2010... Das Jahr, dass mein Leben verändert hat.


Es fing alles damit an, dass ich am 19.03.2010 mit ein paar Freunden auf einem Sportplatz Fussball gespielt habe.

Ich wurde dann von einem meiner Freunden unabsichtlich gefoult und knallte dann mit dem Kopf auf den Boden. Ich hatte nach dem Sturz so ein ungewöhnliches zerren am Hals. 10 Minuten später war es noch nicht besser, also entschied ich mich nach Hause zu gehen.

 


Zwei Tage später hatte ich immernoch sehr starke Schmerzen.
Ich wurde dann von meinen Eltern in 1 von den 2 städtischen Krankenhäusern, dem St. Josef Krankenhaus in Schweinfurt eingeliefert.

Dort wurden bei mir alle möglichen Untersuchungen gemacht sowie CT und MRT (Kernspintomografie).

Auf einmal fiel den Ärzten ein schwarzer Fleck in der grösse eines Tennisballs an meiner Halswirbelsäule auf.

Sie haben sofort erkannt das es ein Tumor ist.

Da die Ärzte aber nichts machen konnten, wurde ich zunächst auf die Intensivstation vom Leopoldina Krankenhaus, dem zweiten städtischen Krankenhaus verlegt.  Die Mediziner dort waren ebenso machtlos. Demzufolge riefen Sie in ganz Deutschland an, wer meinen Fall annehmen würde.
Die Crona-Klinik in Tübingen nahm meinen Fall letztendlich an.

 

 

Am 30. März 2010 wurde ich mit einem Krankenwagen von Schweinfurt nach Tübingen verlegt. (Tübingen ist ca. 30 km von Stuttgart entfernt). In Tübingen haben die zuständigen Ärzte mich nochmal gründlichst Untersucht, CT und MRT wurde ebenfalls nochmal gemacht. Der Professor wurde auf einmal laut und sauer. Mein Vater und ich erzählten ihm, dass ich mit 11-12 Jahren schonmal im Leopoldina Krankenhaus war und damals noch die Diagnose ''Kehlkopfentzündung'' sei, daraufhin meinte der Mediziner, dass der tumor auch hätte verhindert werden können, wenn damals die Ärzte in Schweinfurt mich genauer Untersucht hätten.


Ein Tag später durfte ich zurück nach Schweinfurt und am 16 April stand meine erste Operation bevor. Bevor die OP statt fand, musste noch eine Angiografie gemacht werden.  Was Angiografie genau bedeutet wird euch hier erklärt. --> Angiografie - Wikipedia

 

Die erste Operation dauerte etwa 8 Stunden.

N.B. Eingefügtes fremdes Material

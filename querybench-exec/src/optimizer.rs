use std::sync::Arc;

use querybench_core::{
    validate_grid, BenchmarkRequest, Catalog, ConfigError, DataSource, ExecutionMode,
    ExperimentResult, OptimizationReport, QueryOperation,
};
use uuid::Uuid;

use crate::error::BenchError;
use crate::executor::{BenchEvent, EventSink, ExecutorConfig, NoOpEventSink, ParallelExecutor};

/// Sweeps (mode, worker count, batch size) over one fixed operation sequence.
pub struct Optimizer<S: DataSource> {
    source: Arc<S>,
    operations: Vec<QueryOperation<S>>,
    config: ExecutorConfig,
    event_sink: Arc<dyn EventSink>,
}

impl<S: DataSource> Optimizer<S> {
    /// Generates `num_queries` operations from `catalog` once; every grid cell
    /// runs the same sequence.
    pub fn new(
        catalog: &Catalog<S>,
        source: Arc<S>,
        num_queries: usize,
        config: ExecutorConfig,
    ) -> Result<Self, BenchError> {
        if num_queries == 0 {
            return Err(ConfigError::NoQueries.into());
        }
        Ok(Self {
            source,
            operations: catalog.generate(num_queries)?,
            config,
            event_sink: Arc::new(NoOpEventSink),
        })
    }

    pub fn with_event_sink(mut self, event_sink: Arc<dyn EventSink>) -> Self {
        self.event_sink = event_sink;
        self
    }

    pub fn operations(&self) -> &[QueryOperation<S>] {
        &self.operations
    }

    pub fn num_queries(&self) -> usize {
        self.operations.len()
    }

    /// Traversal order is mode (threaded first), then worker count, then batch
    /// size, as given. The first pool failure aborts the whole sweep.
    pub async fn run_experiments(
        &self,
        worker_counts: &[usize],
        batch_sizes: &[Option<usize>],
        test_threaded: bool,
        test_multiprocess: bool,
    ) -> Result<Vec<ExperimentResult>, BenchError> {
        validate_grid(worker_counts, batch_sizes, test_threaded, test_multiprocess)?;

        let modes = [
            (ExecutionMode::Threaded, test_threaded),
            (ExecutionMode::MultiProcess, test_multiprocess),
        ];
        let sweep_id = Uuid::new_v4();
        let mut results = Vec::new();

        for mode in modes.iter().filter(|(_, on)| *on).map(|(m, _)| *m) {
            for &workers in worker_counts {
                for &batch_size in batch_sizes {
                    let effective_batch = batch_size.unwrap_or(self.num_queries());
                    self.event_sink
                        .emit(BenchEvent::ExperimentStarted {
                            sweep_id,
                            mode,
                            workers,
                            batch_size: effective_batch,
                        })
                        .await;

                    let executor =
                        ParallelExecutor::new(mode, self.source.clone(), self.config.clone())
                            .with_event_sink(self.event_sink.clone());
                    let metrics = executor
                        .execute(&self.operations, workers, batch_size)
                        .await
                        .map_err(|source| BenchError::Pool {
                            mode,
                            workers,
                            batch_size: effective_batch,
                            source,
                        })?;

                    self.event_sink
                        .emit(BenchEvent::ExperimentFinished {
                            sweep_id,
                            mode,
                            workers,
                            batch_size: effective_batch,
                            total_time: metrics.total_time,
                            success_count: metrics.success_count,
                            error_count: metrics.error_count,
                        })
                        .await;

                    results.push(ExperimentResult {
                        num_workers: workers,
                        batch_size: effective_batch,
                        mode,
                        metrics,
                    });
                }
            }
        }

        Ok(results)
    }

    /// Empty input yields the empty report.
    pub fn find_optimal_config(results: &[ExperimentResult]) -> OptimizationReport {
        OptimizationReport::from_results(results)
    }

    /// Runs the grid of `request` and reduces it to a report. The operation
    /// sequence is the one generated at construction, so `request.num_queries`
    /// must match it.
    pub async fn run(&self, request: &BenchmarkRequest) -> Result<OptimizationReport, BenchError> {
        request.validate()?;
        if request.num_queries != self.num_queries() {
            return Err(ConfigError::QueryCountMismatch {
                requested: request.num_queries,
                generated: self.num_queries(),
            }
            .into());
        }
        let results = self
            .run_experiments(
                &request.worker_counts,
                &request.batch_sizes,
                request.test_threaded,
                request.test_multiprocess,
            )
            .await?;
        Ok(Self::find_optimal_config(&results))
    }
}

Während dem Heilverfahren wurde mein erster Halswirbel entfernt und durch eine kleine Titanplatte, jeweils einen Stab an den Seiten und Schrauben wieder stabilisiert.

Eine Woche war ich in Tübingen und durfte danach wieder heimkehren.

Für den 30 Juni stand mein zweiter Eingriff bevor, aber die wurde dann auf den 1 September verschoben.
Am 31.08.10 fuhr ich schließlich nochmals nach Tübingen, zur zweiten Operation.

Während dem zweiten Verfahren schnitten Sie mir den Rachenraum auf, und operierten durch den Mund bzw. Hals.

Die 2te OP war nötig weil bei der ersten nur 20% des Tumors entfernt werden konnte.
Der Eingriff musste abgebrochen werden, da ich zu hohen Blutverlust hatte.

Die Aktion dauerte 12 Stunden.


Ich bin froh das ich davon nichts mitgekriegt habe.

Die Op war überstanden als das nächste Problem schon im Anflug war.

 

Menengitis.
Oder wie manche vielleicht eher kennen, Hirnhauthentzündung.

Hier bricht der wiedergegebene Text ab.